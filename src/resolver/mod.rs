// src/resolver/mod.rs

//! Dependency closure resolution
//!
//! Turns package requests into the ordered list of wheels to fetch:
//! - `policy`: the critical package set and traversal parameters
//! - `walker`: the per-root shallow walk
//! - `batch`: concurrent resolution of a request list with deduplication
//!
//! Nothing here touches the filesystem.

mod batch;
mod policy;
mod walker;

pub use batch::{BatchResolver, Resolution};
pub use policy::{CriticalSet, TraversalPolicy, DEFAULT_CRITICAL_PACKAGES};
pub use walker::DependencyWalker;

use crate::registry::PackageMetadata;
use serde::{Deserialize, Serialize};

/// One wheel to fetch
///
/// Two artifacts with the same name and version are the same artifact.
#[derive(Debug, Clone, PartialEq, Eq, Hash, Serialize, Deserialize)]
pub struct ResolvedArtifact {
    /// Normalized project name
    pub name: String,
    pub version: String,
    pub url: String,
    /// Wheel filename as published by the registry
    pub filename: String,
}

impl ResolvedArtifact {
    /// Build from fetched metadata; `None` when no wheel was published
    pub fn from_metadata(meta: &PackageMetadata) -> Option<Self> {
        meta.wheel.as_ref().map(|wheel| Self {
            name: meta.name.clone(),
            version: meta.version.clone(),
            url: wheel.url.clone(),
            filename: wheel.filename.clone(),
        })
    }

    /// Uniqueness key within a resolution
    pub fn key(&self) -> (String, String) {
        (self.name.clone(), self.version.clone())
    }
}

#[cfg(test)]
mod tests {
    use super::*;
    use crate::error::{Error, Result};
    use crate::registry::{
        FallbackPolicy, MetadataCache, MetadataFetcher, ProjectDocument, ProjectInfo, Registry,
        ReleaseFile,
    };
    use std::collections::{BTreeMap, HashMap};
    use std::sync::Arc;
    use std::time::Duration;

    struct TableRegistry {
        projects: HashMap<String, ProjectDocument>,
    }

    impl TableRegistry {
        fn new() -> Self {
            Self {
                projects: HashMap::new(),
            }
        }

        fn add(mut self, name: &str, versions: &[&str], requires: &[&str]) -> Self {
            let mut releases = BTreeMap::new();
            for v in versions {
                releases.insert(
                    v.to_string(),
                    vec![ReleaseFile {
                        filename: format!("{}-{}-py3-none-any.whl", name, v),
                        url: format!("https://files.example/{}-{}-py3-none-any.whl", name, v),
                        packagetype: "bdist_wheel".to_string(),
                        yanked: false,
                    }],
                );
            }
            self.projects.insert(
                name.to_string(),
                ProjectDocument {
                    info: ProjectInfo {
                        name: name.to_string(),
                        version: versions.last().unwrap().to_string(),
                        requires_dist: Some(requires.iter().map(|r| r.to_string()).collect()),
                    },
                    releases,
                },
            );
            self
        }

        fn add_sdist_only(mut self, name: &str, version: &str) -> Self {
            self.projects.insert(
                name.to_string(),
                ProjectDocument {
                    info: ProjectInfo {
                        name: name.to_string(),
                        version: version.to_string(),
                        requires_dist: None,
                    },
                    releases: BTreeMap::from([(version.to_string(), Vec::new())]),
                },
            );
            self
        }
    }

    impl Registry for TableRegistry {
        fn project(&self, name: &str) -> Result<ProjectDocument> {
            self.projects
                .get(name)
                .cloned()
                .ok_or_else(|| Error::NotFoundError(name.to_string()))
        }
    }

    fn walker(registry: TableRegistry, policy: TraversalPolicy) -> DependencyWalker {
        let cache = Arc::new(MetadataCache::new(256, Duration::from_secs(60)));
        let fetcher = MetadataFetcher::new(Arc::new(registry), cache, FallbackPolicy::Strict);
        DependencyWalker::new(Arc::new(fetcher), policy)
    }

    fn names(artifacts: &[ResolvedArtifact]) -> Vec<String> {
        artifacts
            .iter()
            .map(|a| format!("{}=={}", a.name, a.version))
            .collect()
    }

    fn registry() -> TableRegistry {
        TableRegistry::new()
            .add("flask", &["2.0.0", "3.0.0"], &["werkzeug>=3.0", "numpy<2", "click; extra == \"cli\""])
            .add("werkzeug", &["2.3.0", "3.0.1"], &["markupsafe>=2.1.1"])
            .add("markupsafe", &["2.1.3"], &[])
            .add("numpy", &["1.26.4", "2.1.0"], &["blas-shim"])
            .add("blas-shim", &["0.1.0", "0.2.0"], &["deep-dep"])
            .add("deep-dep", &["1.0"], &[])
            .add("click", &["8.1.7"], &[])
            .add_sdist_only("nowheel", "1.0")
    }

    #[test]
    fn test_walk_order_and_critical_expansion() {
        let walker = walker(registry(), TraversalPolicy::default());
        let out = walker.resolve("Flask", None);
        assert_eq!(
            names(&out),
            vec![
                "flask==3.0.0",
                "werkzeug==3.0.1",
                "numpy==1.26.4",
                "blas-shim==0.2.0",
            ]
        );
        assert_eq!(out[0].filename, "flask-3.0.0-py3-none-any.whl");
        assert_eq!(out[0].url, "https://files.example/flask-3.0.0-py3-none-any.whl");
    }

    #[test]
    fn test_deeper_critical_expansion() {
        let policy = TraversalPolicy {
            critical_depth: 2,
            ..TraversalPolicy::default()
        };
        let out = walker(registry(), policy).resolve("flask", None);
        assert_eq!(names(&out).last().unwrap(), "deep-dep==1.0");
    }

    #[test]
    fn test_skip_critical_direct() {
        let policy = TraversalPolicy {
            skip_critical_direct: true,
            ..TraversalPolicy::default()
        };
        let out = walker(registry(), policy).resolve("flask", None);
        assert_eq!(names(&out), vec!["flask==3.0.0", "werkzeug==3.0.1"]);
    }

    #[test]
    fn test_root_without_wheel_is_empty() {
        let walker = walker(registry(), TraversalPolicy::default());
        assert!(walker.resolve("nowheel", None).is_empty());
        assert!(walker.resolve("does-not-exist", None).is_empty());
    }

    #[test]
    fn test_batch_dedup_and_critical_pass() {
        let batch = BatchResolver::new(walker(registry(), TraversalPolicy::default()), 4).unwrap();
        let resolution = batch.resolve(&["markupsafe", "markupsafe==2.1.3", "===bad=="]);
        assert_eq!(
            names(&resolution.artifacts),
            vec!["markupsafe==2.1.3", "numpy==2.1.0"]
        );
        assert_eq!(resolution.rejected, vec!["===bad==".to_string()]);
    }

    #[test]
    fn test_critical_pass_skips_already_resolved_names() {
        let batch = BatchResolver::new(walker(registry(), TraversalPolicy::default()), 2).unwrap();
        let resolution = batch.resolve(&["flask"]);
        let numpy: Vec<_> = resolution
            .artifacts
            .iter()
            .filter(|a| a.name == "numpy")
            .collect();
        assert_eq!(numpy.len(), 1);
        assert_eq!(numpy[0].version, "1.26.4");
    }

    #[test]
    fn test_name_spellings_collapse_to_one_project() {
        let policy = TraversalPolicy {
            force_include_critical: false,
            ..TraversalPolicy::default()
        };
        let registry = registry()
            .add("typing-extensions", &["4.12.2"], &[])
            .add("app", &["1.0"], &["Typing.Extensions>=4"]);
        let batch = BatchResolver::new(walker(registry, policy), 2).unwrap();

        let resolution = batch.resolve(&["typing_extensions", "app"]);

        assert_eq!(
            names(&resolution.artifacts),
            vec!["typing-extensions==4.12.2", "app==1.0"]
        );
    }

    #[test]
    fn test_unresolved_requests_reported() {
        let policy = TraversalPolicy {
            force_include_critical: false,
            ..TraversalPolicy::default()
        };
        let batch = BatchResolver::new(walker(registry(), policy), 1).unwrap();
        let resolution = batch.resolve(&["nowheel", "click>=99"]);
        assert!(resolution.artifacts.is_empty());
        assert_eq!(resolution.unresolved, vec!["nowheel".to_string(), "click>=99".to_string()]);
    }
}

--

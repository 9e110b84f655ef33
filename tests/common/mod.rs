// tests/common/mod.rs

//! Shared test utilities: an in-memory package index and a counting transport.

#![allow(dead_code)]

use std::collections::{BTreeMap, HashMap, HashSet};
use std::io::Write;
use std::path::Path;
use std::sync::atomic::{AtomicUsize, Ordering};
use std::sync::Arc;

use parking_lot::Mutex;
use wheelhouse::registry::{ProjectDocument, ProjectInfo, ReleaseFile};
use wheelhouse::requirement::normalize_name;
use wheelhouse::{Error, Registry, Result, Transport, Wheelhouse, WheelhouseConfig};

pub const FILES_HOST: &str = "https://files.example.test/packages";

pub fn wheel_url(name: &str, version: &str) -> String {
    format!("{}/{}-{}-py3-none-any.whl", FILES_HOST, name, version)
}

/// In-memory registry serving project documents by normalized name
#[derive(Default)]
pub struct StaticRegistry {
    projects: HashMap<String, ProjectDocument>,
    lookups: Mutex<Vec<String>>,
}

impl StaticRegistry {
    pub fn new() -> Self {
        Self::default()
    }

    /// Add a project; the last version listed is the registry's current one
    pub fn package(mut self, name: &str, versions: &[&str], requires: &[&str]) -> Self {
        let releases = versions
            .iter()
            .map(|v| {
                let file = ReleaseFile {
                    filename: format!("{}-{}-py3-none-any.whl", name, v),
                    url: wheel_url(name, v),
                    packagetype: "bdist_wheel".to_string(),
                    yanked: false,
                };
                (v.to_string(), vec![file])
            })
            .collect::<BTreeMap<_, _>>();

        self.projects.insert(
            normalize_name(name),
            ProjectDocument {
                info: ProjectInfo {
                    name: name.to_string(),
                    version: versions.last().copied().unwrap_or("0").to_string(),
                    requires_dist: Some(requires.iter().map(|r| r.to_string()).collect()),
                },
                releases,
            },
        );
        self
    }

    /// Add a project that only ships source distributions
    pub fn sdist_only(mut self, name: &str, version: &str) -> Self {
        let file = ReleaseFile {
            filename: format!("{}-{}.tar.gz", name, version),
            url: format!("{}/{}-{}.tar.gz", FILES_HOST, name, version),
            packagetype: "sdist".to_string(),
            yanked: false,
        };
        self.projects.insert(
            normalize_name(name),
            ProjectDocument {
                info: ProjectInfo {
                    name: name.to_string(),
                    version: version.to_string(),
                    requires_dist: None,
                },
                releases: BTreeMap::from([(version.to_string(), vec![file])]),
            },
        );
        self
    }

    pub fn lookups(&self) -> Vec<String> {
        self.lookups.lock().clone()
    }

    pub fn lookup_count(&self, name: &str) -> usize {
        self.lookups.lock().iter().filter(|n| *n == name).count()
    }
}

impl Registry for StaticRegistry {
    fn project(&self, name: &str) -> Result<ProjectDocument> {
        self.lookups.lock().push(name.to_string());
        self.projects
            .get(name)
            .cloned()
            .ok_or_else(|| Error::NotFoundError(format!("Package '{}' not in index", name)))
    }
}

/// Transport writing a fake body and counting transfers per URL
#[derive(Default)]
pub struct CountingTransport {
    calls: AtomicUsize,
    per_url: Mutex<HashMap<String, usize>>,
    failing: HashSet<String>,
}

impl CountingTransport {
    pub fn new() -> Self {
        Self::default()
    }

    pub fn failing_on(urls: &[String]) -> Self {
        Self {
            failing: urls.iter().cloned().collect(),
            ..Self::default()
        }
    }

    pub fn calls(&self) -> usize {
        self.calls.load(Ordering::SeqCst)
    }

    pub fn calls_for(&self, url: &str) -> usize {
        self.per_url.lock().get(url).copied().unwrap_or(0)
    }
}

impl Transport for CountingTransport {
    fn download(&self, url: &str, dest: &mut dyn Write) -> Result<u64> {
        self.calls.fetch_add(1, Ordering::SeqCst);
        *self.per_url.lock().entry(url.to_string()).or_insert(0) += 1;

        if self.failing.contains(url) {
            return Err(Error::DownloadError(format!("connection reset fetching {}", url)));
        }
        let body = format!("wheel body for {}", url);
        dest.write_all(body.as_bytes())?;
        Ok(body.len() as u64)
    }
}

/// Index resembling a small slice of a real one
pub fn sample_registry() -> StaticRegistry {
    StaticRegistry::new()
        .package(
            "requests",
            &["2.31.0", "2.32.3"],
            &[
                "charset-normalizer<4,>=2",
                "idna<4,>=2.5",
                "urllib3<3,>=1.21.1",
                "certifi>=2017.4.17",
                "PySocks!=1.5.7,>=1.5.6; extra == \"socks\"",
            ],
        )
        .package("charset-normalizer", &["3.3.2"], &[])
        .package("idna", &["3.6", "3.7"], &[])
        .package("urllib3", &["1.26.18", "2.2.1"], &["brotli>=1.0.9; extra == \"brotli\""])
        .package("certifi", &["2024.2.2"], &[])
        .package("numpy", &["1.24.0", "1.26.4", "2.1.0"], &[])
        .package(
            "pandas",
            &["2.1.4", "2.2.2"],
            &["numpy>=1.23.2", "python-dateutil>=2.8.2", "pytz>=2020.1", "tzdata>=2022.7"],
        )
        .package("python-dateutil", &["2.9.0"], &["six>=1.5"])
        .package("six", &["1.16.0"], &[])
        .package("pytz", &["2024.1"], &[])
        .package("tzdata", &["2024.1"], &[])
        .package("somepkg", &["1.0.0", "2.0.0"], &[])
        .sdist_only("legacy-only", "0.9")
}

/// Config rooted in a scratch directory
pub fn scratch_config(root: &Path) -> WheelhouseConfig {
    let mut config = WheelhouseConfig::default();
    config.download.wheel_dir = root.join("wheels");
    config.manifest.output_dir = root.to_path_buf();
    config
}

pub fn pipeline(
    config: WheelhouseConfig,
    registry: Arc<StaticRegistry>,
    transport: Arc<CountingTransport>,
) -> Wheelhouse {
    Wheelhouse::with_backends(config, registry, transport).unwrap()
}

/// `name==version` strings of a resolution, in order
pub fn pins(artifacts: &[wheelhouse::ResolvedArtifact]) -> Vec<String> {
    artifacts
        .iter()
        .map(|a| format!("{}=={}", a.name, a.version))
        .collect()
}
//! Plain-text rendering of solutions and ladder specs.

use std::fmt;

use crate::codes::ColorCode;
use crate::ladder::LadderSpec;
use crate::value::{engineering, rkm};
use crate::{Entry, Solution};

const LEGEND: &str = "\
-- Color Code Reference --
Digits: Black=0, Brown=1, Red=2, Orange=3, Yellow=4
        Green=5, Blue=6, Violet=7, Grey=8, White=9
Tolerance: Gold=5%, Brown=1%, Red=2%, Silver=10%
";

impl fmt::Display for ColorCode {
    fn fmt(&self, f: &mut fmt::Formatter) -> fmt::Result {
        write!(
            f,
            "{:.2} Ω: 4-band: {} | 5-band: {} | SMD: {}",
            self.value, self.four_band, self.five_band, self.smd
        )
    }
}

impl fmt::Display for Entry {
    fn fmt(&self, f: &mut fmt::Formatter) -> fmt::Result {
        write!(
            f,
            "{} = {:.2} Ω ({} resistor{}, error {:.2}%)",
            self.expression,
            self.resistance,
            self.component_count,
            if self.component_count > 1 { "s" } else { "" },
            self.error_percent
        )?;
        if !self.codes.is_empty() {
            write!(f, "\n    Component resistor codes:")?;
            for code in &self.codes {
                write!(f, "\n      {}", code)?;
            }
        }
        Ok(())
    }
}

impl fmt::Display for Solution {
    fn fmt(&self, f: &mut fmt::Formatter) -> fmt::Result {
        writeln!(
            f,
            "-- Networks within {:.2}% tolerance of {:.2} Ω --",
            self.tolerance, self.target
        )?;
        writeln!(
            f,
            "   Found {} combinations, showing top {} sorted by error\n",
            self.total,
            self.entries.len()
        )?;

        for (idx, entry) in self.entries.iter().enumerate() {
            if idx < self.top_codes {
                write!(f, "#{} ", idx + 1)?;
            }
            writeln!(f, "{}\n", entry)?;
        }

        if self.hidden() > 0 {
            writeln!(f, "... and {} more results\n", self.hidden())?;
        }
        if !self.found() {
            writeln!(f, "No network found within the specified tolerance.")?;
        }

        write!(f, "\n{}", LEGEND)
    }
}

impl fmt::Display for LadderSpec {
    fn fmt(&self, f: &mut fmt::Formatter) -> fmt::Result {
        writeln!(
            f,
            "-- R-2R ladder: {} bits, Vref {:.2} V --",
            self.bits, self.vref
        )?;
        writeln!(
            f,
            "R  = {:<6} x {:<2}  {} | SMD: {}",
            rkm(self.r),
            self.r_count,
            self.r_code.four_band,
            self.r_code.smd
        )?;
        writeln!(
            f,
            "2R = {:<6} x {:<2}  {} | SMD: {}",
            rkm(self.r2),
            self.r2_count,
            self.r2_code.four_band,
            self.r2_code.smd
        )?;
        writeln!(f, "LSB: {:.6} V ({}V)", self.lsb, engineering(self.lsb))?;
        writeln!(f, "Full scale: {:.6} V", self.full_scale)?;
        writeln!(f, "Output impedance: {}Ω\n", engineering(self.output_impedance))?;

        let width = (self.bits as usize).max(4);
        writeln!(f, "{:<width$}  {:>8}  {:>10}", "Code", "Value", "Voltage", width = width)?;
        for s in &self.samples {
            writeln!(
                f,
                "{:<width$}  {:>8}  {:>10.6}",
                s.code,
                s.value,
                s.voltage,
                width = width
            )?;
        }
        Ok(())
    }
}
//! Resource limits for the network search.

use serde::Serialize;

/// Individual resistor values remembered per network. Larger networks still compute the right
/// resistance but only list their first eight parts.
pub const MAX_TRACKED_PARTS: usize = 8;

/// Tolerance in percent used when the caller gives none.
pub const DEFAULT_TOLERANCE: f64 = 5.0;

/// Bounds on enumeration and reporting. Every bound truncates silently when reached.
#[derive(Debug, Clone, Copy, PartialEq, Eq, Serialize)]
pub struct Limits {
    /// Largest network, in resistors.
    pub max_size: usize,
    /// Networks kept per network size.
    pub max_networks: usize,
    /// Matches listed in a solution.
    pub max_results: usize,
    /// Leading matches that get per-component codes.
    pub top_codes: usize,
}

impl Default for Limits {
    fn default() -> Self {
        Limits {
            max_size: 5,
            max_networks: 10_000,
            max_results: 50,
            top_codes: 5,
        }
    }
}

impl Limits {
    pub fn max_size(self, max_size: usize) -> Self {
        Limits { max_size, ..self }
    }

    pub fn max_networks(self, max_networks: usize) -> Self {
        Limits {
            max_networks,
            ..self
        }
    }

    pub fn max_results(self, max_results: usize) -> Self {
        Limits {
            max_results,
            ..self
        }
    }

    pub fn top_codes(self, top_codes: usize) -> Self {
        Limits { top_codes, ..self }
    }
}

- Exercise prompt -
Write out each line above that contains the word "yanked".

- Solution for this exercise -
                        yanked: false,
                    yanked: false,
            yanked: false,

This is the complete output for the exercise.